• **ACTION ITEM**
Reproduce exactly the lines below from the one containing "sink unchanged |" through the one containing "no record |", including both, and nothing else.

......

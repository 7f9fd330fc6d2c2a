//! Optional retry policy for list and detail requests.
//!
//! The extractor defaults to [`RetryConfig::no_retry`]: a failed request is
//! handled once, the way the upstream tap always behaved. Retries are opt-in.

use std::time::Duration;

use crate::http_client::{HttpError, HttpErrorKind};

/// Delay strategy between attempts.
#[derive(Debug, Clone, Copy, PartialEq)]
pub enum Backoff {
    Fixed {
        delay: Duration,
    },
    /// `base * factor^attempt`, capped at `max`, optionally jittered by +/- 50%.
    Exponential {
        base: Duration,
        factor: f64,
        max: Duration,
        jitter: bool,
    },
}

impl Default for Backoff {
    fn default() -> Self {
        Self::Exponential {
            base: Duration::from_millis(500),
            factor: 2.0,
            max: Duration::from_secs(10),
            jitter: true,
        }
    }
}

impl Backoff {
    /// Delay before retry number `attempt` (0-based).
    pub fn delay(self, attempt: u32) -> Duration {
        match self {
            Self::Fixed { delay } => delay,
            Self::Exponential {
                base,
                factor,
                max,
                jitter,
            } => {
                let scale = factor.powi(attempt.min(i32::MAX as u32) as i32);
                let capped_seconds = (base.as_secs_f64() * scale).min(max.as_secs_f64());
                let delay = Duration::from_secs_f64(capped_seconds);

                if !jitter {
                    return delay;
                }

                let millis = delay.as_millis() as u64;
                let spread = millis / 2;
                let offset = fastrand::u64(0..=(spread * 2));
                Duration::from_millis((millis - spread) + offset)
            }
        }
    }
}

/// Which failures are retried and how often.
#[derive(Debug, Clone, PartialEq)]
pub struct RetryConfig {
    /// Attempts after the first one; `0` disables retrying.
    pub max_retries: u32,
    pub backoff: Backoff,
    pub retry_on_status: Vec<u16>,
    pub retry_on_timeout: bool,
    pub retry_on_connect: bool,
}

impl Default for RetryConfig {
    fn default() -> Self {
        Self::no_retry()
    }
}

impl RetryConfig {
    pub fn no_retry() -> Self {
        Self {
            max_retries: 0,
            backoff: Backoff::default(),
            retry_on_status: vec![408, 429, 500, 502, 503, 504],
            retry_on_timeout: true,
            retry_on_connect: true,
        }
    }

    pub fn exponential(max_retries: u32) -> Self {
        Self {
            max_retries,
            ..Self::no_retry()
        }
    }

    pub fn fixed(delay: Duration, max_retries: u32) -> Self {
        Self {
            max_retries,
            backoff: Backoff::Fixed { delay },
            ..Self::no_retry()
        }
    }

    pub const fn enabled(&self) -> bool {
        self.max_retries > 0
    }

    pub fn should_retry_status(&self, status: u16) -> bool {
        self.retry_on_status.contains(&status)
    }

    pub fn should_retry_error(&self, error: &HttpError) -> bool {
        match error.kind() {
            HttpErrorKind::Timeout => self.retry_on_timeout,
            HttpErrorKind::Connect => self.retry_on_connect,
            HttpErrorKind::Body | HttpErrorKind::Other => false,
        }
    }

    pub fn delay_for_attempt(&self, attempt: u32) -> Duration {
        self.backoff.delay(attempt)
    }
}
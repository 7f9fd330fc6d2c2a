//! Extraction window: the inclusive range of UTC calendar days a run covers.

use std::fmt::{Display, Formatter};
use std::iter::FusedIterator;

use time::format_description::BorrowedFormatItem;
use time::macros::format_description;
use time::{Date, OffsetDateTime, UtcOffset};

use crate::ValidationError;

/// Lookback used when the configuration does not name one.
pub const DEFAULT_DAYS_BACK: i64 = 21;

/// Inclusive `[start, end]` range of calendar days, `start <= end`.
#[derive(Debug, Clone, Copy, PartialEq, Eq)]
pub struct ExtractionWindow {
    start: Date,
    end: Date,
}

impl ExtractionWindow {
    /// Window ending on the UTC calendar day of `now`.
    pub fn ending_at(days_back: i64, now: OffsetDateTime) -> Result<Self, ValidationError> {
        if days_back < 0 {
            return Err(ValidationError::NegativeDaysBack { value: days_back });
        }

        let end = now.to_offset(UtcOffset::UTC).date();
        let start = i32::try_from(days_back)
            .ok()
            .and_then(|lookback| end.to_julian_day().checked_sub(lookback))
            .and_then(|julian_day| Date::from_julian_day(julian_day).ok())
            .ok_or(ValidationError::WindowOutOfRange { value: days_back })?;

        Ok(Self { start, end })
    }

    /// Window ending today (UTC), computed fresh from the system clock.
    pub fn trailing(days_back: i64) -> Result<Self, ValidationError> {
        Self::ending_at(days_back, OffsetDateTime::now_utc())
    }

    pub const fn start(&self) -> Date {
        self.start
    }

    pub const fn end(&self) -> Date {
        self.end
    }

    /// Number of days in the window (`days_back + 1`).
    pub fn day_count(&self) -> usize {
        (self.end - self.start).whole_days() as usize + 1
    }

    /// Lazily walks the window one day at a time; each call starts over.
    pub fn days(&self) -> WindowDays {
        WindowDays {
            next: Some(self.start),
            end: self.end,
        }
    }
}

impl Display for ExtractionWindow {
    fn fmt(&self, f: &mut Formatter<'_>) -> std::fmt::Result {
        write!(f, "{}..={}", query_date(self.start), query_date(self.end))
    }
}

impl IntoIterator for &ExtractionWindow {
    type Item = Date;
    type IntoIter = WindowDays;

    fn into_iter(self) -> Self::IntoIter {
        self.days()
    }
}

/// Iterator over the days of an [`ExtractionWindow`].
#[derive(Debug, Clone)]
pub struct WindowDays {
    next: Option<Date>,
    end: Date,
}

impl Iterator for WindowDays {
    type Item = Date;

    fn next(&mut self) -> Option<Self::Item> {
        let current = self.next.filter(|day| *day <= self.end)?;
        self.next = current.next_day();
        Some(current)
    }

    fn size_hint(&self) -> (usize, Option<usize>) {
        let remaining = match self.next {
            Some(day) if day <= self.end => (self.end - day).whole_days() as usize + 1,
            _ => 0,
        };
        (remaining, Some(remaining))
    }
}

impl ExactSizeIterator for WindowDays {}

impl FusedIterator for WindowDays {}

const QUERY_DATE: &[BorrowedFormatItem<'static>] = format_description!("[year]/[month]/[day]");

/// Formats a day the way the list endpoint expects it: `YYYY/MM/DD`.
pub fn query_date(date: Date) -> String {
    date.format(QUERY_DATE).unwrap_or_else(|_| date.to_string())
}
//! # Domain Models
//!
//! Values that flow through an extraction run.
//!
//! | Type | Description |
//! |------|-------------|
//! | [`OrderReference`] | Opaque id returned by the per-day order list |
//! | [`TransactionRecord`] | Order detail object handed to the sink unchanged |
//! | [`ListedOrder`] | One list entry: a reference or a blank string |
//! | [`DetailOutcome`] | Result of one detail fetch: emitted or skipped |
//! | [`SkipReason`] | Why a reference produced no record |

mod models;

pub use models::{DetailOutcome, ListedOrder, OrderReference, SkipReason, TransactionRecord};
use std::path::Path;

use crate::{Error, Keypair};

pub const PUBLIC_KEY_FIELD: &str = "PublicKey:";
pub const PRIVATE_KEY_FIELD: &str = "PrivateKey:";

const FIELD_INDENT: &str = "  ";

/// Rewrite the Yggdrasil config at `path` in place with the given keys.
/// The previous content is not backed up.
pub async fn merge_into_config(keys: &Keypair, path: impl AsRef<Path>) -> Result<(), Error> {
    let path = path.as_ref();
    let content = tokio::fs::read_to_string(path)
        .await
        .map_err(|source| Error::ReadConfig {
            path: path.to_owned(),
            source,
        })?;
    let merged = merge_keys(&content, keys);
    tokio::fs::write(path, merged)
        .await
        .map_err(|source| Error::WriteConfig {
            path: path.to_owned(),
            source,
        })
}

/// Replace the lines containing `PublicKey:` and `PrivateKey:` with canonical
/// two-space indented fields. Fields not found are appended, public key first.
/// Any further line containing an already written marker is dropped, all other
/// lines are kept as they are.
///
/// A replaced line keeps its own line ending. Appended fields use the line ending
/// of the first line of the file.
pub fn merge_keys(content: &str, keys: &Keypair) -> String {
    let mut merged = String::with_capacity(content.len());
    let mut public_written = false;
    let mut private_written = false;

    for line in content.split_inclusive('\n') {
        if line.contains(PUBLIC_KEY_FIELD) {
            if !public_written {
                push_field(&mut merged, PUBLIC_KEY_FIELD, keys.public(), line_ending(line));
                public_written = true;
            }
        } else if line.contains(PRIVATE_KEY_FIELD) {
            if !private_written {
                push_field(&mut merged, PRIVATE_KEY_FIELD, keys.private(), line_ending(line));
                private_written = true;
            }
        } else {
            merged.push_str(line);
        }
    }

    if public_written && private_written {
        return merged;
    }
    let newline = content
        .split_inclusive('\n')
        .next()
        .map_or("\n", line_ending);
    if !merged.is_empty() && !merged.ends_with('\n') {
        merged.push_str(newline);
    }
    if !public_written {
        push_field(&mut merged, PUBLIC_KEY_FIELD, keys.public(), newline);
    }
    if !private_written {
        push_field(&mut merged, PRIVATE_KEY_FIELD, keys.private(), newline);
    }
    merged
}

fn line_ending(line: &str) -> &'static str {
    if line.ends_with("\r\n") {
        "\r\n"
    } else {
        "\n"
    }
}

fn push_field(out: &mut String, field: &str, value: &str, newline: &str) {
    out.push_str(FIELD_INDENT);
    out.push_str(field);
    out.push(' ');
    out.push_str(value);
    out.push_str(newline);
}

......

• **SOLUTION BELOW**
//! | [`TransactionRecord`] | Order detail object handed to the sink unchanged |
//! | [`ListedOrder`] | One list entry: a reference or a blank string |
//! | [`DetailOutcome`] | Result of one detail fetch: emitted or skipped |
//! | [`SkipReason`] | Why a reference produced no record |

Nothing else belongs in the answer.